The original plan was straightforward enough: do a literature review, compare the four candidate databases (TimescaleDB, InfluxDB 2, QuestDB, ClickHouse) on a standard set of criteria and write a recommendation. That is what most research projects at university look like.

The problem with that approach is that generic benchmarks like TPC-H or TSBS would tell us how these databases perform on generic workloads. For us to recommend the best possible option, we needed to know the real world performance of these databases with CAPE's actual data. They also did not care much about ingest speeds, since they received information daily in large batches and have more than enough time to ingest it until it will become available for the client. The queries that they run aggregate at multiple levels of a supplier hierarchy, join time-series data against a metadata table with time-validity windows and need to answer both point queries on a single meter and full-dataset aggregations across all thousands of meters. None of the existing benchmarks actually test this exact use case. A real benchmark using real(ish) data would be way more useful to them than just a glorified summary of existing research.

So I built a benchmarking tool from scratch. This was not part of the original plan.

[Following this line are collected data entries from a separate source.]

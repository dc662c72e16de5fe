//! Text-generation service boundary and asynchronous completion plumbing.
//!
//! A request is dispatched on a worker thread and its completion delivered
//! through a channel the event loop polls. The receiving end is owned by
//! the assistant panel's runtime state: dropping it cancels delivery, so a
//! reply that lands after the panel closed dies in the channel instead of
//! mutating a detached transcript.

use std::sync::Arc;
use std::sync::mpsc::{Receiver, TryRecvError, channel};
use std::thread;

use matcha_types::error::{MatchaError, Result};

/// A collaborator that turns one user-authored string into a reply string.
///
/// Each call is stateless from the collaborator's point of view: no
/// conversation history crosses this boundary, only the latest turn. The
/// persona and sampling parameters belong to the implementation.
pub trait TextGenService: Send + Sync {
    fn generate(&self, prompt: &str) -> Result<String>;
}

/// Receiving end of one in-flight generation request.
pub struct ReplyRx {
    rx: Receiver<Result<String>>,
}

impl ReplyRx {
    /// Non-blocking poll. `None` while the request is still in flight.
    pub fn try_reply(&self) -> Option<Result<String>> {
        match self.rx.try_recv() {
            Ok(reply) => Some(reply),
            Err(TryRecvError::Empty) => None,
            // Worker died without sending. Surface as a call failure.
            Err(TryRecvError::Disconnected) => {
                Some(Err(MatchaError::TextGen("worker exited early".into())))
            },
        }
    }
}

/// Dispatch `prompt` to `service` on a worker thread.
///
/// The send into the channel is allowed to fail silently: that only
/// happens when the receiver was dropped, i.e. the caller cancelled.
pub fn spawn_generate(service: Arc<dyn TextGenService>, prompt: String) -> ReplyRx {
    let (tx, rx) = channel();
    thread::spawn(move || {
        let reply = service.generate(&prompt);
        if tx.send(reply).is_err() {
            log::debug!("text-gen reply discarded: requester is gone");
        }
    });
    ReplyRx { rx }
}

#[cfg(test)]
mod tests {
    use super::*;
    use std::sync::Mutex;
    use std::sync::mpsc::Sender;
    use std::time::Duration;

    /// Echoes the prompt back immediately.
    struct EchoService;

    impl TextGenService for EchoService {
        fn generate(&self, prompt: &str) -> Result<String> {
            Ok(format!("echo: {prompt}"))
        }
    }

    /// Blocks until released through a channel, then fails.
    struct GatedFailure {
        gate: Mutex<Receiver<()>>,
    }

    impl TextGenService for GatedFailure {
        fn generate(&self, _prompt: &str) -> Result<String> {
            let _ = self.gate.lock().unwrap().recv();
            Err(MatchaError::TextGen("simulated outage".into()))
        }
    }

    fn gated() -> (Arc<GatedFailure>, Sender<()>) {
        let (tx, rx) = channel();
        (
            Arc::new(GatedFailure {
                gate: Mutex::new(rx),
            }),
            tx,
        )
    }

    fn wait_for_reply(rx: &ReplyRx) -> Result<String> {
        for _ in 0..200 {
            if let Some(reply) = rx.try_reply() {
                return reply;
            }
            thread::sleep(Duration::from_millis(5));
        }
        panic!("no reply within a second");
    }

    #[test]
    fn reply_arrives_via_poll() {
        let rx = spawn_generate(Arc::new(EchoService), "hello".into());
        assert_eq!(wait_for_reply(&rx).unwrap(), "echo: hello");
    }

    #[test]
    fn in_flight_request_polls_none() {
        let (service, release) = gated();
        let rx = spawn_generate(service, "hello".into());
        assert!(rx.try_reply().is_none());
        release.send(()).unwrap();
        assert!(wait_for_reply(&rx).is_err());
    }

    #[test]
    fn dropping_receiver_discards_late_reply() {
        let (service, release) = gated();
        let rx = spawn_generate(service, "hello".into());
        drop(rx);
        // The worker's send fails silently; nothing to observe but
        // the absence of a panic once it completes.
        release.send(()).unwrap();
        thread::sleep(Duration::from_millis(20));
    }

    #[test]
    fn failure_is_delivered_as_err() {
        let (service, release) = gated();
        let rx = spawn_generate(service, "hi".into());
        release.send(()).unwrap();
        let err = wait_for_reply(&rx).unwrap_err();
        assert!(format!("{err}").contains("simulated outage"));
    }
}
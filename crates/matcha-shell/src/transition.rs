//! Transition parameters consumed by the external animation collaborator.
//!
//! Pure data: per-surface enter/exit keyframes and the motion (spring or
//! timed curve) that drives them. The shell never plays animations; it
//! hands these specs over alongside the derived view.

/// Spring motion parameters.
#[derive(Debug, Clone, Copy, PartialEq)]
pub struct Spring {
    pub damping: f32,
    pub stiffness: f32,
    pub mass: f32,
}

/// Timed cubic-bezier motion.
#[derive(Debug, Clone, Copy, PartialEq)]
pub struct Ease {
    /// Control points (x1, y1, x2, y2).
    pub curve: [f32; 4],
    pub duration_ms: u32,
}

/// How a transition moves.
#[derive(Debug, Clone, Copy, PartialEq)]
pub enum Motion {
    Spring(Spring),
    Ease(Ease),
}

/// Soft spring used for the lock and home surfaces.
pub const SOFT_SPRING: Spring = Spring {
    damping: 30.0,
    stiffness: 300.0,
    mass: 0.8,
};

/// Heavier spring for the fullscreen app sheet.
pub const SHEET_SPRING: Spring = Spring {
    damping: 35.0,
    stiffness: 300.0,
    mass: 1.0,
};

/// Loose spring for the control-center drop.
pub const DROP_SPRING: Spring = Spring {
    damping: 25.0,
    stiffness: 200.0,
    mass: 1.0,
};

/// Slow ease for wallpaper zoom/blur changes.
pub const WALLPAPER_EASE: Ease = Ease {
    curve: [0.22, 1.0, 0.36, 1.0],
    duration_ms: 1500,
};

/// One end state of a surface transition.
#[derive(Debug, Clone, Copy, PartialEq)]
pub struct Keyframe {
    pub opacity: f32,
    pub scale: f32,
    /// Vertical offset as a percentage of the surface height.
    pub y_percent: i16,
    pub blur_px: u8,
}

impl Keyframe {
    /// The settled on-screen state.
    pub const REST: Keyframe = Keyframe {
        opacity: 1.0,
        scale: 1.0,
        y_percent: 0,
        blur_px: 0,
    };

    const fn faded(scale: f32) -> Self {
        Keyframe {
            opacity: 0.0,
            scale,
            y_percent: 0,
            blur_px: 0,
        }
    }
}

/// Enter-from / exit-to keyframes plus the motion between them.
#[derive(Debug, Clone, Copy, PartialEq)]
pub struct TransitionSpec {
    pub enter_from: Keyframe,
    pub exit_to: Keyframe,
    pub motion: Motion,
}

/// Animatable shell surfaces.
#[derive(Debug, Clone, Copy, PartialEq, Eq)]
pub enum Surface {
    Lock,
    Home,
    /// Mobile fullscreen app sheet.
    AppSheet,
    /// Desktop app window.
    Window,
    ControlCenter,
    Launcher,
}

/// Transition spec for mounting/unmounting a surface.
pub fn spec_for(surface: Surface) -> TransitionSpec {
    match surface {
        Surface::Lock => TransitionSpec {
            enter_from: Keyframe::faded(1.0),
            exit_to: Keyframe {
                opacity: 0.0,
                scale: 1.0,
                y_percent: -100,
                blur_px: 20,
            },
            motion: Motion::Spring(SOFT_SPRING),
        },
        Surface::Home => TransitionSpec {
            enter_from: Keyframe::faded(0.95),
            exit_to: Keyframe::faded(1.05),
            motion: Motion::Spring(SOFT_SPRING),
        },
        Surface::AppSheet => TransitionSpec {
            enter_from: Keyframe {
                opacity: 0.0,
                scale: 1.0,
                y_percent: 100,
                blur_px: 0,
            },
            exit_to: Keyframe {
                opacity: 0.0,
                scale: 1.0,
                y_percent: 100,
                blur_px: 0,
            },
            motion: Motion::Spring(SHEET_SPRING),
        },
        Surface::Window => TransitionSpec {
            enter_from: Keyframe::faded(0.95),
            exit_to: Keyframe::faded(0.95),
            motion: Motion::Spring(SOFT_SPRING),
        },
        Surface::ControlCenter => TransitionSpec {
            enter_from: Keyframe {
                opacity: 1.0,
                scale: 1.0,
                y_percent: -100,
                blur_px: 0,
            },
            exit_to: Keyframe {
                opacity: 1.0,
                scale: 1.0,
                y_percent: -100,
                blur_px: 0,
            },
            motion: Motion::Spring(DROP_SPRING),
        },
        Surface::Launcher => TransitionSpec {
            enter_from: Keyframe {
                opacity: 0.0,
                scale: 0.9,
                y_percent: 0,
                blur_px: 20,
            },
            exit_to: Keyframe {
                opacity: 0.0,
                scale: 1.1,
                y_percent: 0,
                blur_px: 20,
            },
            motion: Motion::Spring(SOFT_SPRING),
        },
    }
}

I took it upon myself because I kept feeling that whatever we would write in the recommendation section would not be something I could actually stand behind if it was based purely on literature and its findings. The tool itself was never meant to be handed over to the client. It was purely a means to get results I personally trusted.

What I built

The tool has three parts.

Web UI. A FastAPI application running at localhost:8000. The entire frontend is a single embedded HTML endpoint with no build step and no static file server. I exposed it through a Cloudflare tunnel so the whole team could access it from home and from the office without opening firewall ports. The UI has tabs for running individual queries, visualising results as charts, running the full automated benchmark, and monitoring data loading.

CLI runner. A script that runs all 17 queries five times per database via the web application's own API, stores the results as JSON, and gives you a comparison table with best run, cold run and median times.

Setup scripts. For converting the raw source data, generating the full dataset, creating the hierarchy table, and loading everything into each database.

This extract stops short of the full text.